The foodservice courses are designed to include all types of foodservice: commercial chain and independent restaurants, non-commercial business and industry food services, childcare facilities, country club management, and all other types serving food. Upon graduation, students are prepared for management careers in the fast growing commercial foodservice industry including specialty restaurants, fine dining, coffee shops, fast food outlets, cafeterias, hotel restaurants, and wholesale food and beverage sales. Other career opportunities include managing one's own business, working for a contract company, operating a school lunch program, working for hospital/nursing homes/correctional and leisure food services as well as the private club sector of the hospitality industry.
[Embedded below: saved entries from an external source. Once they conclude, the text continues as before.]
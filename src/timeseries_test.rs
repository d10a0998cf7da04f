use super::*;
use std::cell::Cell;

use crate::changes::AuthorLines;
use crate::filter::Filters;
use crate::pipeline::PipelineConfig;
use crate::testrepo::{BASE_EPOCH, ownership_repo};

const HOUR: i64 = 3600;

fn at(epoch: i64) -> DateTime<FixedOffset> {
    DateTime::from_timestamp(epoch, 0).unwrap().fixed_offset()
}

fn options() -> ChangesOptions {
    ChangesOptions {
        branch: "main".to_string(),
        filters: Filters::new(".*", "", ".*", "").unwrap(),
        classify: Default::default(),
        pipeline: PipelineConfig {
            num_workers: 2,
            buffer_size: 8,
        },
    }
}

#[test]
fn windows_cover_range() {
    let w = windows(at(0), at(5 * HOUR), Duration::hours(2)).unwrap();
    assert_eq!(w.len(), 3);
    assert_eq!(w[0], Window { since: at(0), until: at(2 * HOUR) });
    assert_eq!(w[2], Window { since: at(4 * HOUR), until: at(5 * HOUR) });
}

#[test]
fn windows_empty_when_reversed() {
    assert!(windows(at(HOUR), at(0), Duration::hours(1)).unwrap().is_empty());
}

#[test]
fn windows_reject_zero_period() {
    let err = windows(at(0), at(HOUR), Duration::zero()).unwrap_err();
    assert_eq!(err.exit_code(), 1);
}

#[test]
fn windows_reject_huge_counts() {
    assert!(windows(at(0), at(365 * 24 * HOUR), Duration::seconds(1)).is_err());
}

#[test]
fn blank_range_uses_defaults() {
    let changes = parse_range("", "now", " ", (CHANGES_SINCE, CHANGES_PERIOD)).unwrap();
    assert_eq!(changes.len(), 3);
    assert_eq!(changes[0].until - changes[0].since, Duration::days(30));

    let ownership = parse_range("", "", "", (OWNERSHIP_SINCE, OWNERSHIP_PERIOD)).unwrap();
    assert_eq!(ownership.len(), 7);
    assert_eq!(ownership[0].until - ownership[0].since, Duration::weeks(2));
}

#[test]
fn periods_empty_without_windows() {
    let (dir, _ids) = ownership_repo();
    let git = Git::discover(dir.path(), 30).unwrap();
    assert!(resolve_periods(&git, "main", &[]).unwrap().is_empty());
}

fn fixture_periods(git: &Git) -> Vec<Period> {
    // the first two windows end before the first commit
    let w = windows(
        at(BASE_EPOCH - 9 * HOUR / 2),
        at(BASE_EPOCH + 11 * HOUR / 2),
        Duration::hours(2),
    )
    .unwrap();
    assert_eq!(w.len(), 5);
    resolve_periods(git, "main", &w).unwrap()
}

#[test]
fn periods_resolve_to_commits() {
    let (dir, ids) = ownership_repo();
    let git = Git::discover(dir.path(), 30).unwrap();
    let periods = fixture_periods(&git);
    assert_eq!(periods.len(), 3);
    assert_eq!(periods[0].since_commit, None);
    assert_eq!(periods[0].until_commit.id, ids[1]);
    assert_eq!(periods[1].since_commit.as_ref().map(|c| c.id.as_str()), Some(ids[1].as_str()));
    assert_eq!(periods[1].until_commit.id, ids[3]);
    assert_eq!(periods[2].until_commit.id, ids[4]);
}

#[test]
fn changes_per_period() {
    let (dir, _ids) = ownership_repo();
    let git = Git::discover(dir.path(), 30).unwrap();
    let periods = fixture_periods(&git);
    let opts = options();
    let results = changes_timeseries(&periods, |range| {
        changes::analyze_changes(&git, &opts, range, None)
    })
    .unwrap();

    let commits: Vec<usize> = results.iter().map(|r| r.total_commits).collect();
    assert_eq!(commits, [2, 2, 1]);
    let new: i64 = results.iter().map(|r| r.total_lines_touched.new).sum();
    assert_eq!(new, 8);
    assert_eq!(results[2].total_lines_touched.new, 5);
}

#[test]
fn unchanged_period_is_not_analyzed() {
    let (dir, ids) = ownership_repo();
    let git = Git::discover(dir.path(), 30).unwrap();
    let w = windows(
        at(BASE_EPOCH + 9 * HOUR / 2),
        at(BASE_EPOCH + 11 * HOUR / 2),
        Duration::hours(1),
    )
    .unwrap();
    let periods = resolve_periods(&git, "main", &w).unwrap();
    assert_eq!(periods.len(), 1);

    let results =
        changes_timeseries(&periods, |_| panic!("nothing to analyze in this window")).unwrap();
    assert!(results[0].is_empty());
    assert_eq!(results[0].until_commit.as_ref().map(|c| c.id.clone()), Some(ids[4].clone()));
}

#[test]
fn ownership_per_period() {
    let (dir, _ids) = ownership_repo();
    let git = Git::discover(dir.path(), 30).unwrap();
    let periods = fixture_periods(&git);
    let opts = ownership::OwnershipOptions {
        filters: Filters::default(),
        max_file_size: 30_000,
        min_dup_lines: 4,
        ignore_trivial_lines: true,
        pipeline: PipelineConfig {
            num_workers: 2,
            buffer_size: 8,
        },
    };
    let results = ownership_timeseries(&periods, |commit| {
        ownership::analyze_ownership(&git, &opts, commit, None)
    })
    .unwrap();
    let lines: Vec<i64> = results.iter().map(|r| r.total_lines).collect();
    assert_eq!(lines, [2, 2, 7]);
}

#[test]
fn ownership_reuses_same_commit() {
    let commit = CommitInfo {
        id: "abc".to_string(),
        author_name: "a".to_string(),
        author_email: "a@mail.com".to_string(),
        date: at(BASE_EPOCH),
    };
    let period = Period {
        since_commit: None,
        until_commit: commit.clone(),
    };
    let calls = Cell::new(0);
    let results = ownership_timeseries(&[period.clone(), period], |c| {
        calls.set(calls.get() + 1);
        Ok(OwnershipResult {
            total_lines: 3,
            ..OwnershipResult::empty(c.clone())
        })
    })
    .unwrap();
    assert_eq!(calls.get(), 1);
    assert_eq!(results.len(), 2);
    assert_eq!(results[1].total_lines, 3);
}

fn commit_on(day: u32) -> CommitInfo {
    CommitInfo {
        id: format!("c{day}"),
        author_name: "alice".to_string(),
        author_email: "alice@mail.com".to_string(),
        date: DateTime::parse_from_rfc3339(&format!("2024-01-{day:02}T12:00:00+00:00")).unwrap(),
    }
}

fn changes_result(since: u32, until: u32, new: i64, changes: i64) -> ChangesResult {
    let lines = LinesTouched {
        new,
        changes,
        churn_own: changes,
        ..Default::default()
    };
    ChangesResult {
        total_commits: 1,
        total_files: 1,
        total_lines_touched: lines,
        authors: vec![AuthorLines {
            author_name: "alice".to_string(),
            author_email: "alice@mail.com".to_string(),
            lines_touched: lines,
            files_touched: Vec::new(),
        }],
        since_commit: Some(commit_on(since)),
        until_commit: Some(commit_on(until)),
        ..Default::default()
    }
}

#[test]
fn changes_table_rows() {
    let results = vec![changes_result(1, 8, 5, 0), changes_result(8, 15, 7, 3)];
    let out = format_changes_table(&results, false);
    let lines: Vec<&str> = out.lines().collect();
    assert_eq!(lines[0], "");
    assert!(lines[1].starts_with("Period"));
    assert!(lines[3].starts_with("2024-01-01 - 2024-01-08"));
    assert!(lines[4].contains("10 (+5)"));
    let total: Vec<&str> = lines[5].split_whitespace().collect();
    assert_eq!(total, ["Total", "2", "2", "15", "12", "3"]);
    assert!(!out.contains("alice"));
}

#[test]
fn changes_table_full_adds_authors() {
    let results = vec![changes_result(1, 8, 5, 0), changes_result(8, 15, 7, 3)];
    let out = format_changes_table(&results, true);
    assert!(out.contains("\nalice alice@mail.com\n"));
}

fn snapshot(day: u32, lines: i64, dups: i64) -> OwnershipResult {
    OwnershipResult {
        total_files: 2,
        total_lines: lines,
        total_lines_duplicated: dups,
        authors: vec![AuthorOwnership {
            author_name: "alice".to_string(),
            author_email: "alice@mail.com".to_string(),
            owned_lines_total: lines,
            ..Default::default()
        }],
        ..OwnershipResult::empty(commit_on(day))
    }
}

#[test]
fn ownership_table_rows() {
    let results = vec![snapshot(1, 100, 10), snapshot(15, 150, 10)];
    let out = format_ownership_table(&results, false);
    let lines: Vec<&str> = out.lines().collect();
    assert!(lines[1].starts_with("Date"));
    assert!(lines[3].starts_with("2024-01-01  100"));
    assert!(lines[4].starts_with("2024-01-15  150 (+50)"));
    assert!(lines[5].starts_with("Inc/period  50 (+50%)"));
    assert_eq!(lines.len(), 6);
}

#[test]
fn ownership_table_full_adds_authors() {
    let results = vec![snapshot(1, 100, 10), snapshot(15, 150, 10)];
    let out = format_ownership_table(&results, true);
    assert!(out.contains("\nalice alice@mail.com\n"));
    assert!(out.contains("Duplicates (original)"));
}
Course Requirements (15 Credit Hours)
  • (3) HTM 31100 Procurement Management for Foodservice
  • (3) HTM 32200 Hospitality Facilities Management
  • (3) HTM 52200 Equipment for Restaurants, Hotels, and Institutions

Select six credit hours of the following:

  • (3) FS 47000 Wine Appreciation (must be 21 years of age)
  • (3) HTM 31500 Club Management and Operations
  • (3) HTM 35100 E-business for the Hospitality and Tourism Sector
  • HTM 39200 Classical Cuisine
  • HTM 39300 Advanced Foodservice Techniques
  • HTM 39400 Advanced Service Practicum
  • HTM 44100 Financial Management for the Hospitality Industry
  • HTM 52300 Hospitality Facility Design
  • HTM 59100 Research Issues in Foodservice Management

Curriculum Objectives

  • Understand various foodservice systems and the operational necessities of meeting company objectives and satisfying regulatory requirements.
  • Understand the operational requirements to produce food including: menu development, procurement, production, and service for the foodservice industry.
  • Understand the components of organizational structure and corporate cultures found in the foodservice industry and describe how to function effectively within recognized boundaries.
  • Understand and describe how to operate within the legal system governing the foodservice industry.
  • Analyze financial information and effectively evaluate financial performance of operations in the foodservice industry.
  • Develop or modify a plan to ensure the safety of food served and maintain the appropriate level of food quality.
  • Understand marketing concepts, develop a basic marketing plan, and describe how to implement within a foodservice setting.
  • Understand the principles and concepts associated with human resources including: effectively recruiting, interviewing, hiring, supervising, and evaluating qualified individuals in foodservice settings.
  • Understand the concepts of leadership and demonstrate that understanding by effectively leading and motivating workers in the foodservice industry.
  • Evaluate the operational effectiveness of food production and service facilities and make recommendations on improving the facilities or process.